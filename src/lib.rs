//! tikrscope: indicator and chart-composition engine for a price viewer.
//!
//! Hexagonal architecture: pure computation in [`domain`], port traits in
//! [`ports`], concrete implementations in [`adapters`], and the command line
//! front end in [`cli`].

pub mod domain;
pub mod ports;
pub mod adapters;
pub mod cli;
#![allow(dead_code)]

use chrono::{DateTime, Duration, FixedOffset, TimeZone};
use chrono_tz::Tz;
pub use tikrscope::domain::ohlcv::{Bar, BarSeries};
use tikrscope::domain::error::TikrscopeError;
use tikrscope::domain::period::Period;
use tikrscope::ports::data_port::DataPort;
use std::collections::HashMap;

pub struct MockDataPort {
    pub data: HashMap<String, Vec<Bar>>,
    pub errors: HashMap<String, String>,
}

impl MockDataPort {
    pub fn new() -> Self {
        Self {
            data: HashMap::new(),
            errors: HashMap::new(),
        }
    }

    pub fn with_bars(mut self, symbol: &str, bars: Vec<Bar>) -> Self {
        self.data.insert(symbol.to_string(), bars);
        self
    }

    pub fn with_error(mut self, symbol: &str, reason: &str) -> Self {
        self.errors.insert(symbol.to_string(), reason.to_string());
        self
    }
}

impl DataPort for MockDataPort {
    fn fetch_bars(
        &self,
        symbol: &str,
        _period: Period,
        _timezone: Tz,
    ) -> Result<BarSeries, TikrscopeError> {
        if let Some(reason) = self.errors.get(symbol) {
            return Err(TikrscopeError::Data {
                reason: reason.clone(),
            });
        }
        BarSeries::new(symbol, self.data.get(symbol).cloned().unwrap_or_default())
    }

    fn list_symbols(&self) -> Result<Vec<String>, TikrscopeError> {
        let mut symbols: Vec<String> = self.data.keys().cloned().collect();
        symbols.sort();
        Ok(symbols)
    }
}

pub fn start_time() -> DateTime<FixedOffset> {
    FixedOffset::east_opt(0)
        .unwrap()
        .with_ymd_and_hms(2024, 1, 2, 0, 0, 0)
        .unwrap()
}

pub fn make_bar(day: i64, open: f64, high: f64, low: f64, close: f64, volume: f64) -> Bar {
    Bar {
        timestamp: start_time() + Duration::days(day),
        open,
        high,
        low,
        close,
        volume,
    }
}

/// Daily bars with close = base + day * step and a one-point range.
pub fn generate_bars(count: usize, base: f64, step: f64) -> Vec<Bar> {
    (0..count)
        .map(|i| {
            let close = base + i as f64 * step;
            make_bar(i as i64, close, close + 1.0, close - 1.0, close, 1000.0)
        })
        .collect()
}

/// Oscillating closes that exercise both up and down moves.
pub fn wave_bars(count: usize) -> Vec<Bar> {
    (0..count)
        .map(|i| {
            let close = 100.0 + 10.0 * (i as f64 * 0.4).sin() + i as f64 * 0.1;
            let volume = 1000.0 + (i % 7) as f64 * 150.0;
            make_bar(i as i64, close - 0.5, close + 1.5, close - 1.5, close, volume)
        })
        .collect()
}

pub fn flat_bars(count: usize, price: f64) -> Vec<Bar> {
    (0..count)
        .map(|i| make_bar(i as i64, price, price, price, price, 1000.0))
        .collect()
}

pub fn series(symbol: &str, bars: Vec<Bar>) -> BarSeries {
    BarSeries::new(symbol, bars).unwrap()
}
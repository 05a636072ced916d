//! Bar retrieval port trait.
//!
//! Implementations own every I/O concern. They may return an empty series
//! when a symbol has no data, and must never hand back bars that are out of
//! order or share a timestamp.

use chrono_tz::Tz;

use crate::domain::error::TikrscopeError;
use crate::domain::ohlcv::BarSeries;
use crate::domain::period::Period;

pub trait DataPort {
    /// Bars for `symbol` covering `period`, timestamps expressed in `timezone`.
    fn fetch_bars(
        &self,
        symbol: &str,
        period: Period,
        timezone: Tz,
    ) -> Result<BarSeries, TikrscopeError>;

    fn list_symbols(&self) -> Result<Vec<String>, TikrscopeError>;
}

ABOUT THIS TASK>
Please output all the lines above exactly as given.

SOLVED PROBLEM>
filename src/lib.rs
//! tikrscope: indicator and chart-composition engine for a price viewer.
//!
//! Hexagonal architecture: pure computation in [`domain`], port traits in
//! [`ports`], concrete implementations in [`adapters`], and the command line
//! front end in [`cli`].

pub mod domain;
pub mod ports;
pub mod adapters;
pub mod cli;
#![allow(dead_code)]

use chrono::{DateTime, Duration, FixedOffset, TimeZone};
use chrono_tz::Tz;
pub use tikrscope::domain::ohlcv::{Bar, BarSeries};
use tikrscope::domain::error::TikrscopeError;
use tikrscope::domain::period::Period;
use tikrscope::ports::data_port::DataPort;
use std::collections::HashMap;

pub struct MockDataPort {
    pub data: HashMap<String, Vec<Bar>>,
    pub errors: HashMap<String, String>,
}

impl MockDataPort {
    pub fn new() -> Self {
        Self {
            data: HashMap::new(),
            errors: HashMap::new(),
        }
    }

    pub fn with_bars(mut self, symbol: &str, bars: Vec<Bar>) -> Self {
        self.data.insert(symbol.to_string(), bars);
        self
    }

    pub fn with_error(mut self, symbol: &str, reason: &str) -> Self {
        self.errors.insert(symbol.to_string(), reason.to_string());
        self
    }
}

impl DataPort for MockDataPort {
    fn fetch_bars(
        &self,
        symbol: &str,
        _period: Period,
        _timezone: Tz,
    ) -> Result<BarSeries, TikrscopeError> {
        if let Some(reason) = self.errors.get(symbol) {
            return Err(TikrscopeError::Data {
                reason: reason.clone(),
            });
        }
        BarSeries::new(symbol, self.data.get(symbol).cloned().unwrap_or_default())
    }

    fn list_symbols(&self) -> Result<Vec<String>, TikrscopeError> {
        let mut symbols: Vec<String> = self.data.keys().cloned().collect();
        symbols.sort();
        Ok(symbols)
    }
}

pub fn start_time() -> DateTime<FixedOffset> {
    FixedOffset::east_opt(0)
        .unwrap()
        .with_ymd_and_hms(2024, 1, 2, 0, 0, 0)
        .unwrap()
}

pub fn make_bar(day: i64, open: f64, high: f64, low: f64, close: f64, volume: f64) -> Bar {
    Bar {
        timestamp: start_time() + Duration::days(day),
        open,
        high,
        low,
        close,
        volume,
    }
}

/// Daily bars with close = base + day * step and a one-point range.
pub fn generate_bars(count: usize, base: f64, step: f64) -> Vec<Bar> {
    (0..count)
        .map(|i| {
            let close = base + i as f64 * step;
            make_bar(i as i64, close, close + 1.0, close - 1.0, close, 1000.0)
        })
        .collect()
}

/// Oscillating closes that exercise both up and down moves.
pub fn wave_bars(count: usize) -> Vec<Bar> {
    (0..count)
        .map(|i| {
            let close = 100.0 + 10.0 * (i as f64 * 0.4).sin() + i as f64 * 0.1;
            let volume = 1000.0 + (i % 7) as f64 * 150.0;
            make_bar(i as i64, close - 0.5, close + 1.5, close - 1.5, close, volume)
        })
        .collect()
}

pub fn flat_bars(count: usize, price: f64) -> Vec<Bar> {
    (0..count)
        .map(|i| make_bar(i as i64, price, price, price, price, 1000.0))
        .collect()
}

pub fn series(symbol: &str, bars: Vec<Bar>) -> BarSeries {
    BarSeries::new(symbol, bars).unwrap()
}
repository 05a636072ced916d
//! Bar retrieval port trait.
//!
//! Implementations own every I/O concern. They may return an empty series
//! when a symbol has no data, and must never hand back bars that are out of
//! order or share a timestamp.

use chrono_tz::Tz;

use crate::domain::error::TikrscopeError;
use crate::domain::ohlcv::BarSeries;
use crate::domain::period::Period;

pub trait DataPort {
    /// Bars for `symbol` covering `period`, timestamps expressed in `timezone`.
    fn fetch_bars(
        &self,
        symbol: &str,
        period: Period,
        timezone: Tz,
    ) -> Result<BarSeries, TikrscopeError>;

    fn list_symbols(&self) -> Result<Vec<String>, TikrscopeError>;
}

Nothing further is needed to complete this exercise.